* [Task item] Search the records for the word "ended" and pick out every line that has it.

* [Records provided]
------------------------

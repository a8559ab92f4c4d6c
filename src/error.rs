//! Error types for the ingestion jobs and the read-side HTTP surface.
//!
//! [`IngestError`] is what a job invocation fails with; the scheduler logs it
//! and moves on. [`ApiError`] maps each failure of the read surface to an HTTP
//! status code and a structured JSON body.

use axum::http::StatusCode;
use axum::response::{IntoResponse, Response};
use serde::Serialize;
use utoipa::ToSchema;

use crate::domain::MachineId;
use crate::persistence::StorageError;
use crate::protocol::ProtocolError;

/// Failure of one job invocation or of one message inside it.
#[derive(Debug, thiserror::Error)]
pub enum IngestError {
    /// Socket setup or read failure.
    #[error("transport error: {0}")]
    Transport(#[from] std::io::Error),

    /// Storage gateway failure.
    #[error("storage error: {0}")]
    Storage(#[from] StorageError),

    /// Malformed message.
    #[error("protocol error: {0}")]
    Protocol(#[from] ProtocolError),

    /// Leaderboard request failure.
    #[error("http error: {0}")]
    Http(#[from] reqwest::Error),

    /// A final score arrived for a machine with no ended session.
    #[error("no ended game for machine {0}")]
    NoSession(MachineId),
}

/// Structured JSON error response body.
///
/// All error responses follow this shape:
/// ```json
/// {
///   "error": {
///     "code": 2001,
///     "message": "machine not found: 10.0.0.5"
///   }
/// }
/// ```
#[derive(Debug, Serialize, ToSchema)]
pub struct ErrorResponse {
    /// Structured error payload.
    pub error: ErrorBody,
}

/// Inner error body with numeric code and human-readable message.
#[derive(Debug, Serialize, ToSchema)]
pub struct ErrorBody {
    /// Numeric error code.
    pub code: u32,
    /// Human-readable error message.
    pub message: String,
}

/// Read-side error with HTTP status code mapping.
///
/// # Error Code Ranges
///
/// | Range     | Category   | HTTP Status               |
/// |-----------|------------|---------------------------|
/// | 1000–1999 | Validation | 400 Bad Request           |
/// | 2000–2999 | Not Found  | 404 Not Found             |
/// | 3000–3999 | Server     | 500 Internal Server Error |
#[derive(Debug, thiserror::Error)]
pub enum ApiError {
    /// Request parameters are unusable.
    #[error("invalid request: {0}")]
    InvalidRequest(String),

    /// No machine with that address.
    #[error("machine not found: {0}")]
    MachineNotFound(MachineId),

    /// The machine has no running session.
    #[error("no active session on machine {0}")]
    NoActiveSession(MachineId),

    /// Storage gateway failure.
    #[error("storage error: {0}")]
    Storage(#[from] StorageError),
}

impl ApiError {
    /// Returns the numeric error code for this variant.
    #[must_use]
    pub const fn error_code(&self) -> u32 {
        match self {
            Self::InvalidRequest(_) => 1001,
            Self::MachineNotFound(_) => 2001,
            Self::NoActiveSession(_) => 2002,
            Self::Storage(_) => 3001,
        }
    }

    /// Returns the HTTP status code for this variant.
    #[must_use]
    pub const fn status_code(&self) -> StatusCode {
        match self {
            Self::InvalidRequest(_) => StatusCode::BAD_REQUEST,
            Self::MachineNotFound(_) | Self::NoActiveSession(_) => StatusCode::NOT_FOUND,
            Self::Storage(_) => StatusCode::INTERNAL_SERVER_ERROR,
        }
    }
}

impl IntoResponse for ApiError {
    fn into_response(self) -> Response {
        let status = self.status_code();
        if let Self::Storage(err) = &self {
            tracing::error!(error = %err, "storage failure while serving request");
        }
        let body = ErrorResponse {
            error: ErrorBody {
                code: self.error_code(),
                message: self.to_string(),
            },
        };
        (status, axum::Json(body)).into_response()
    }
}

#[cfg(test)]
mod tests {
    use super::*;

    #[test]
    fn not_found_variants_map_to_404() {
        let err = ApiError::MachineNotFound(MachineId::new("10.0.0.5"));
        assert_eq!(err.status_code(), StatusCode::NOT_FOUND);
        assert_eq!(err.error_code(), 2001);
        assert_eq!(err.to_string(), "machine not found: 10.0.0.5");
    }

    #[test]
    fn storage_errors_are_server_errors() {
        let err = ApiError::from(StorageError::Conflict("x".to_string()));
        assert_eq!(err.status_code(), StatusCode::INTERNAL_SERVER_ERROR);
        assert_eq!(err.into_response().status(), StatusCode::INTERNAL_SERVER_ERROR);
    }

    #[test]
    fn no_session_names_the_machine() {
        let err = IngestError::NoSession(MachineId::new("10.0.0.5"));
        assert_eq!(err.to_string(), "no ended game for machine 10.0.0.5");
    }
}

------------------------

* [Answer]
    /// A final score arrived for a machine with no ended session.
    #[error("no ended game for machine {0}")]
        assert_eq!(err.to_string(), "no ended game for machine 10.0.0.5");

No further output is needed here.